*Description of the task*
Write out, word for word, every line in the data below from the one containing "self.submitted.fetch_add(1, Ordering::Relaxed);" to the one containing "fn snapshot(&self) ->", both of them included.

*Data supplied*
▬▬▬▬▬▬▬▬▬▬

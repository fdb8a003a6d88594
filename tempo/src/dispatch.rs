// Tempo - A coalescing Statsd client for Rust!
//
// Copyright 2026 Tempo Developers
//
// Licensed under the Apache License, Version 2.0 <LICENSE-APACHE or
// http://www.apache.org/licenses/LICENSE-2.0> or the MIT license
// <LICENSE-MIT or http://opensource.org/licenses/MIT>, at your
// option. This file may not be copied, modified, or distributed
// except according to those terms.

use crate::types::MetricSample;
use crossbeam_channel::{self, Receiver, Sender, TrySendError};
use log::{debug, error, warn};
use std::fmt;
use std::panic::RefUnwindSafe;
use std::sync::atomic::{AtomicU64, Ordering};
use std::sync::{Arc, Once, PoisonError, RwLock};
use std::thread;
use std::time::{Duration, Instant};

/// Default number of metrics that may be waiting to be sent by the
/// background worker before new ones are dropped.
pub const DEFAULT_QUEUE_CAPACITY: usize = 1024;

// Upper bound on how long stopping waits for queued metrics to be sent.
const STOP_TIMEOUT: Duration = Duration::from_secs(1);

/// Result of handing a metric to a `Dispatcher`.
#[derive(Debug, Clone, Copy, PartialEq, Eq)]
pub enum Submission {
    /// The metric is queued and will be sent by the background worker.
    Queued,
    /// The queue was full (or the dispatcher stopped) and the metric was
    /// discarded.
    Dropped,
}

/// Snapshot of the counters kept by a `Dispatcher`.
#[derive(Debug, Clone, Copy, Default, PartialEq, Eq)]
pub struct DispatchStats {
    pub submitted: u64,
    pub drained: u64,
    pub dropped: u64,
    pub panics: u64,
}

/// Bounded queue plus a single background worker that sends metrics
/// without making callers wait on the network.
///
/// The worker thread is started the first time a metric is submitted and
/// exactly one is started no matter how many threads submit concurrently.
/// Metrics are handed to the task the dispatcher was created with in the
/// order they were queued.
///
/// Submitting never blocks. When the queue is full the metric is dropped:
/// a warning naming the stat, value, type and sample rate is logged and the
/// `dropped` counter is incremented, but the caller is not given an error.
/// Overflow is an accepted way for metrics to be lost when the transport
/// can't keep up.
///
/// If the task panics, the worker is restarted in a new thread and the
/// remaining queued metrics are still sent.
///
/// Every metric counted as `submitted` is queued ahead of the stop signal,
/// so once `.stop()` returns it has either been sent or the stop timed out.
pub struct Dispatcher {
    worker: Arc<Worker<MetricSample>>,
    started: Once,
    // Held for reading while a metric is queued so that stopping waits for
    // in-flight submissions.
    stopped: RwLock<bool>,
}

impl Dispatcher {
    /// Create a dispatcher with a queue of the given size that runs `task`
    /// for every queued metric.
    pub fn new<F>(capacity: usize, task: F) -> Self
    where
        F: Fn(MetricSample) + Sync + Send + RefUnwindSafe + 'static,
    {
        Dispatcher {
            worker: Arc::new(Worker::new(capacity, task)),
            started: Once::new(),
            stopped: RwLock::new(false),
        }
    }

    /// Queue a metric to be sent by the background worker, without blocking.
    pub fn try_enqueue(&self, sample: MetricSample) -> Submission {
        let stopped = self.stopped.read().unwrap_or_else(PoisonError::into_inner);
        if *stopped {
            self.overflow(&sample, "dispatcher stopped");
            return Submission::Dropped;
        }

        self.start();
        match self.worker.submit(sample) {
            Ok(()) => Submission::Queued,
            Err(e) => {
                let reason = if e.is_full() { "queue full" } else { "queue closed" };
                if let Some(sample) = e.into_inner() {
                    self.overflow(&sample, reason);
                }
                Submission::Dropped
            }
        }
    }

    /// Stop accepting metrics and wait (briefly) for the ones already queued
    /// to be sent.
    ///
    /// Calling this more than once has no further effect.
    pub fn stop(&self) {
        {
            let mut stopped = self.stopped.write().unwrap_or_else(PoisonError::into_inner);
            if *stopped {
                return;
            }
            *stopped = true;
        }

        let deadline = Instant::now() + STOP_TIMEOUT;
        if !self.worker.stop(STOP_TIMEOUT) {
            debug!("timed out asking the dispatch worker to stop, queued metrics may be lost");
            return;
        }

        if self.is_started() && !self.worker.wait_finished(deadline.saturating_duration_since(Instant::now())) {
            debug!("timed out waiting for the dispatch worker to send queued metrics");
        }
    }

    pub fn is_started(&self) -> bool {
        self.started.is_completed()
    }

    pub fn is_stopped(&self) -> bool {
        *self.stopped.read().unwrap_or_else(PoisonError::into_inner)
    }

    pub fn stats(&self) -> DispatchStats {
        self.worker.stats.snapshot()
    }

    fn start(&self) {
        self.started.call_once(|| {
            if let Err(e) = spawn_worker_in_thread(Arc::clone(&self.worker)) {
                error!("unable to start dispatch worker: {}", e);
            }
        });
    }

    // Metrics that can't be queued are dropped and logged, never retried.
    fn overflow(&self, sample: &MetricSample, reason: &str) {
        self.worker.stats.incr_dropped();
        warn!(
            "dropped metric ({}): stat:{}, value:{}, type:{}, sample_rate:{}",
            reason,
            sample.name(),
            sample.value(),
            sample.kind(),
            sample.sample_rate()
        );
    }
}

impl fmt::Debug for Dispatcher {
    fn fmt(&self, f: &mut fmt::Formatter<'_>) -> fmt::Result {
        f.debug_struct("Dispatcher")
            .field("started", &self.is_started())
            .field("stopped", &self.is_stopped())
            .field("stats", &self.stats())
            .finish()
    }
}

#[derive(Debug, Default)]
struct WorkerStats {
    panics: AtomicU64,
    submitted: AtomicU64,
    drained: AtomicU64,
    dropped: AtomicU64,
}

impl WorkerStats {
    fn incr_panic(&self) {
        self.panics.fetch_add(1, Ordering::Relaxed);
    }

    fn incr_submitted(&self) {
        self.submitted.fetch_add(1, Ordering::Relaxed);
    }

    fn incr_drained(&self) {
        self.drained.fetch_add(1, Ordering::Relaxed);
    }

    fn incr_dropped(&self) {
        self.dropped.fetch_add(1, Ordering::Relaxed);
    }

    fn snapshot(&self) -> DispatchStats {
        DispatchStats {
            submitted: self.submitted.load(Ordering::Relaxed),
            drained: self.drained.load(Ordering::Relaxed),
            dropped: self.dropped.load(Ordering::Relaxed),
            panics: self.panics.load(Ordering::Relaxed),
        }
    }
}

/// Create a thread and run the worker in it to completion
///
/// This function uses a `Sentinel` struct to make sure that any panics from
/// running the worker result in another thread being spawned to start running
/// the worker again.
fn spawn_worker_in_thread<T>(worker: Arc<Worker<T>>) -> std::io::Result<thread::JoinHandle<()>>
where
    T: Send + 'static,
{
    thread::Builder::new().name("tempo-dispatch".to_owned()).spawn(move || {
        let mut sentinel = Sentinel::new(&worker);
        worker.run();
        sentinel.cancel();
    })
}

/// Struct for ensuring a worker runs to completion correctly, without
/// panicking.
///
/// The sentinel will spawn a new thread to continue running the worker
/// in its destructor unless the `.cancel()` method is called after the
/// worker completes (which won't happen if the worker panics).
struct Sentinel<'a, T>
where
    T: Send + 'static,
{
    worker: &'a Arc<Worker<T>>,
    active: bool,
}

impl<'a, T> Sentinel<'a, T>
where
    T: Send + 'static,
{
    fn new(worker: &'a Arc<Worker<T>>) -> Sentinel<'a, T> {
        Sentinel { worker, active: true }
    }

    fn cancel(&mut self) {
        self.active = false;
    }
}

impl<'a, T> Drop for Sentinel<'a, T>
where
    T: Send + 'static,
{
    fn drop(&mut self) {
        if self.active {
            // The worker panicked, keep consuming the queue from a new thread.
            self.worker.stats.incr_panic();
            if let Err(e) = spawn_worker_in_thread(Arc::clone(self.worker)) {
                error!("unable to restart dispatch worker: {}", e);
            }
        }
    }
}

/// Worker to repeatedly run a task consuming entries via a channel.
///
/// The `.run()` method is meant to be called from the background thread
/// while `.submit()` and `.stop()` are called from any other thread. The
/// worker is stopped by a `None` "poison pill" in the channel, so entries
/// queued before `.stop()` are processed before `.run()` returns.
struct Worker<T>
where
    T: Send + 'static,
{
    task: Box<dyn Fn(T) + Sync + Send + RefUnwindSafe + 'static>,
    sender: Sender<Option<T>>,
    receiver: Receiver<Option<T>>,
    finished_tx: Sender<()>,
    finished_rx: Receiver<()>,
    stats: WorkerStats,
}

impl<T> Worker<T>
where
    T: Send + 'static,
{
    fn new<F>(capacity: usize, task: F) -> Worker<T>
    where
        F: Fn(T) + Sync + Send + RefUnwindSafe + 'static,
    {
        let (tx, rx) = crossbeam_channel::bounded(capacity);
        let (finished_tx, finished_rx) = crossbeam_channel::bounded(1);
        Worker {
            task: Box::new(task),
            sender: tx,
            receiver: rx,
            finished_tx,
            finished_rx,
            stats: WorkerStats::default(),
        }
    }

    fn submit(&self, v: T) -> Result<(), TrySendError<Option<T>>> {
        self.sender.try_send(Some(v))?;
        self.stats.incr_submitted();
        Ok(())
    }

    fn run(&self) {
        for opt in self.receiver.iter() {
            match opt {
                Some(v) => {
                    self.stats.incr_drained();
                    (self.task)(v);
                }
                None => break,
            }
        }

        let _ = self.finished_tx.try_send(());
    }

    // Send the poison pill, waiting up to `timeout` for room in the queue.
    fn stop(&self, timeout: Duration) -> bool {
        self.sender.send_timeout(None, timeout).is_ok()
    }

    fn wait_finished(&self, timeout: Duration) -> bool {
        self.finished_rx.recv_timeout(timeout).is_ok()
    }
}
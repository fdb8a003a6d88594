// Tempo - A coalescing Statsd client for Rust!
//
// Copyright 2026 Tempo Developers
//
// Licensed under the Apache License, Version 2.0 <LICENSE-APACHE or
// http://www.apache.org/licenses/LICENSE-2.0> or the MIT license
// <LICENSE-MIT or http://opensource.org/licenses/MIT>, at your
// option. This file may not be copied, modified, or distributed
// except according to those terms.

use std::io;

/// Trait for transports that send Statsd metrics somewhere.
///
/// The metric string will be in the canonical format to be sent to a
/// Statsd server, one metric per call and without a trailing newline.
/// Examples of each supported metric type are given below.
///
/// ## Counter
///
/// ``` text
/// some.counter:123|c|@1.000000
/// ```
///
/// ## Timer
///
/// ``` text
/// some.timer:456|ms|@0.500000
/// ```
///
/// ## Gauge
///
/// ``` text
/// some.gauge:5|g|@1.000000
/// ```
///
/// See the [Statsd spec](https://github.com/b/statsd_spec) for more
/// information.
pub trait MetricSink {
    /// Send the Statsd metric using this sink and return the number of bytes
    /// written or an I/O error.
    fn emit(&self, metric: &str) -> io::Result<usize>;

    /// Release whatever resources the sink holds. Writes attempted after a
    /// sink has been closed should fail with `io::ErrorKind::NotConnected`.
    ///
    /// Closing a sink that is already closed is not an error. Not all sinks
    /// hold resources and so the default implementation does nothing.
    fn close(&self) -> io::Result<()> {
        Ok(())
    }
}

/// Implementation of a `MetricSink` that discards all metrics.
///
/// Useful for disabling metric collection or unit tests.
#[derive(Debug, Clone)]
pub struct NopMetricSink;

impl MetricSink for NopMetricSink {
    fn emit(&self, _metric: &str) -> io::Result<usize> {
        Ok(0)
    }
}
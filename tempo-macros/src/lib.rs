// Tempo - A coalescing Statsd client for Rust!
//
// Copyright 2026 Tempo Developers
//
// Licensed under the Apache License, Version 2.0 <LICENSE-APACHE or
// http://www.apache.org/licenses/LICENSE-2.0> or the MIT license
// <LICENSE-MIT or http://opensource.org/licenses/MIT>, at your
// option. This file may not be copied, modified, or distributed
// except according to those terms.

//! A process wide Statsd client and macros for Tempo
//!
//! This crate keeps a single `StatsdClient` for the whole process so that
//! metrics can be sent from anywhere without passing a client around.
//!
//! The client is either created from a `Config` given to `setup`, in which
//! case it is connected over UDP the first time a metric is sent, or set
//! explicitly with `set_global_default`.
//!
//! ## Usage
//!
//! ```rust,no_run
//! use std::time::Duration;
//! use tempo::Config;
//! use tempo_macros::{statsd_fgauge, statsd_gauge, statsd_incr, statsd_timing};
//!
//! tempo_macros::setup(Config {
//!     host: "metrics.example.com".to_owned(),
//!     project: "my.app".to_owned(),
//!     ..Config::default()
//! });
//!
//! // "my.app.requests:1|c|@1.000000", coalesced and sent by the next flush
//! statsd_incr!("requests", 1);
//! // "my.app.cache.hits:1|c|@0.100000", for about one call out of ten
//! statsd_incr!("cache.hits", 1, 0.1);
//! statsd_gauge!("connections", 42);
//! statsd_fgauge!("load", 0.75);
//! statsd_timing!("db.query", Duration::from_millis(13));
//! ```
//!
//! ## Behavior
//!
//! Macros never block on the network and never panic. Gauges and timings are
//! handed to the background dispatcher of the client and counters to its
//! counter buffer (see `StatsdClient::submit`). Invalid arguments and failed
//! writes are logged through the `log` crate.
//!
//! When no client is available (no `setup` call yet, a disabled
//! configuration, or a failure to connect) the macros do nothing.

pub use crate::state::{
    get_global_default, is_global_default_set, set_global_default, setup, GlobalDefaultNotSet, SingletonHolder,
};

mod macros;
mod state;

#[doc(hidden)]
pub mod __private {
    use crate::state::global_client;
    use log::debug;
    use std::time::Duration;
    use tempo::{MetricResult, MetricSample, StatsdClient};

    fn with_client<F>(rate: Option<f32>, send: F)
    where
        F: FnOnce(&StatsdClient, f32) -> MetricResult<()>,
    {
        if let Some(client) = global_client() {
            let rate = rate.unwrap_or_else(|| client.sample_rate());
            if let Err(e) = send(&client, rate) {
                debug!("unable to send metric with the global client: {}", e);
            }
        }
    }

    pub fn incr(key: &str, count: i64, rate: Option<f32>) {
        with_client(rate, |client, rate| client.submit(MetricSample::count(key, count, rate)));
    }

    pub fn gauge(key: &str, value: i64, rate: Option<f32>) {
        with_client(rate, |client, rate| client.submit(MetricSample::gauge(key, value, rate)));
    }

    pub fn fgauge(key: &str, value: f64, rate: Option<f32>) {
        with_client(rate, |client, rate| client.submit(MetricSample::fgauge(key, value, rate)));
    }

    pub fn timing(key: &str, duration: Duration, rate: Option<f32>) {
        with_client(rate, |client, rate| match i64::try_from(duration.as_millis()) {
            Ok(millis) => client.submit(MetricSample::timer(key, millis, rate)),
            Err(_) => {
                debug!("timing {} is too large to be sent in milliseconds", key);
                Ok(())
            }
        });
    }
}
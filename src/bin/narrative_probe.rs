//! narrative-probe — send a narrative request to the explanation backend and show the cache at work
//!
//! Usage:
//!   narrative-probe <request.json> [--base-url <url>] [--top-n <n>]
//!
//! The request file has the backend's request shape:
//!   {"decision": "rejected", "probability": 0.73, "shap_features": [...], "all_features": {...}}

use anyhow::{bail, Context, Result};
use credit_explain::types::NarrativeRequest;
use credit_explain::{ExplainClient, NarrativeOutcome};
use tracing_subscriber::EnvFilter;

fn print_usage() {
    println!(
        r#"narrative-probe — request a narrative twice and report cache behaviour

USAGE:
    narrative-probe <request.json> [OPTIONS]

OPTIONS:
    --base-url <url>    Backend base URL (overrides CREDIT_EXPLAIN_API_URL)
    --top-n <n>         Number of features sent (overrides CREDIT_EXPLAIN_TOP_N)
    -h, --help          Show this help message

ENVIRONMENT:
    CREDIT_EXPLAIN_API_URL, NEXT_PUBLIC_API_URL, CREDIT_EXPLAIN_HTTP_TIMEOUT_SECS,
    RUST_LOG (e.g. credit_explain=debug)"#
    );
}

fn flag_value<'a>(args: &'a [String], flag: &str) -> Option<&'a str> {
    args.iter()
        .position(|a| a == flag)
        .and_then(|i| args.get(i + 1))
        .map(String::as_str)
}

fn report(round: usize, outcome: NarrativeOutcome) {
    let source = match &outcome {
        NarrativeOutcome::Remote(n) if n.is_generated => "backend (generated)",
        NarrativeOutcome::Remote(_) => "backend (template)",
        NarrativeOutcome::Fallback { .. } => "local fallback",
    };
    println!("[{}] source: {}", round, source);
    if let NarrativeOutcome::Fallback { error, .. } = &outcome {
        println!("[{}] error: {}", round, error);
    }
    println!("[{}] {}", round, outcome.into_narrative().narrative);
}

#[tokio::main]
async fn main() -> Result<()> {
    tracing_subscriber::fmt()
        .with_env_filter(EnvFilter::from_default_env())
        .init();

    let args: Vec<String> = std::env::args().skip(1).collect();
    if args.iter().any(|a| a == "-h" || a == "--help") {
        print_usage();
        return Ok(());
    }
    let Some(path) = args.first().filter(|a| !a.starts_with("--")) else {
        print_usage();
        bail!("missing request file");
    };

    let raw = std::fs::read_to_string(path).with_context(|| format!("reading {}", path))?;
    let request: NarrativeRequest =
        serde_json::from_str(&raw).with_context(|| format!("parsing {}", path))?;

    let mut builder = ExplainClient::builder();
    if let Some(url) = flag_value(&args, "--base-url") {
        builder = builder.base_url_override(url);
    }
    if let Some(n) = flag_value(&args, "--top-n") {
        builder = builder.top_n(n.parse().context("--top-n must be a number")?);
    }
    let client = builder.build()?;

    for round in 1..=2 {
        let outcome = client
            .explain(
                request.decision,
                request.probability,
                &request.shap_features,
                &request.all_features,
            )
            .await;
        report(round, outcome);
    }

    let stats = client.cache().stats();
    println!(
        "cache: {} stored, {} hits, {} fetches, {} failures (hit ratio {:.2})",
        client.cache().len(),
        stats.hits,
        stats.fetches,
        stats.failures,
        stats.hit_ratio()
    );
    Ok(())
}
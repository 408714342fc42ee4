//! Local narrative helpers: feature labels, value formatting and the templated
//! fallback explanation.

mod humanize;
mod template;

pub use humanize::{format_value, humanize_feature};
pub use template::render_fallback;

▬▬▬▬▬▬▬▬▬▬

*Solution to this task*
        self.submitted.fetch_add(1, Ordering::Relaxed);
    }

    fn incr_drained(&self) {
        self.drained.fetch_add(1, Ordering::Relaxed);
    }

    fn incr_dropped(&self) {
        self.dropped.fetch_add(1, Ordering::Relaxed);
    }

    fn snapshot(&self) -> DispatchStats {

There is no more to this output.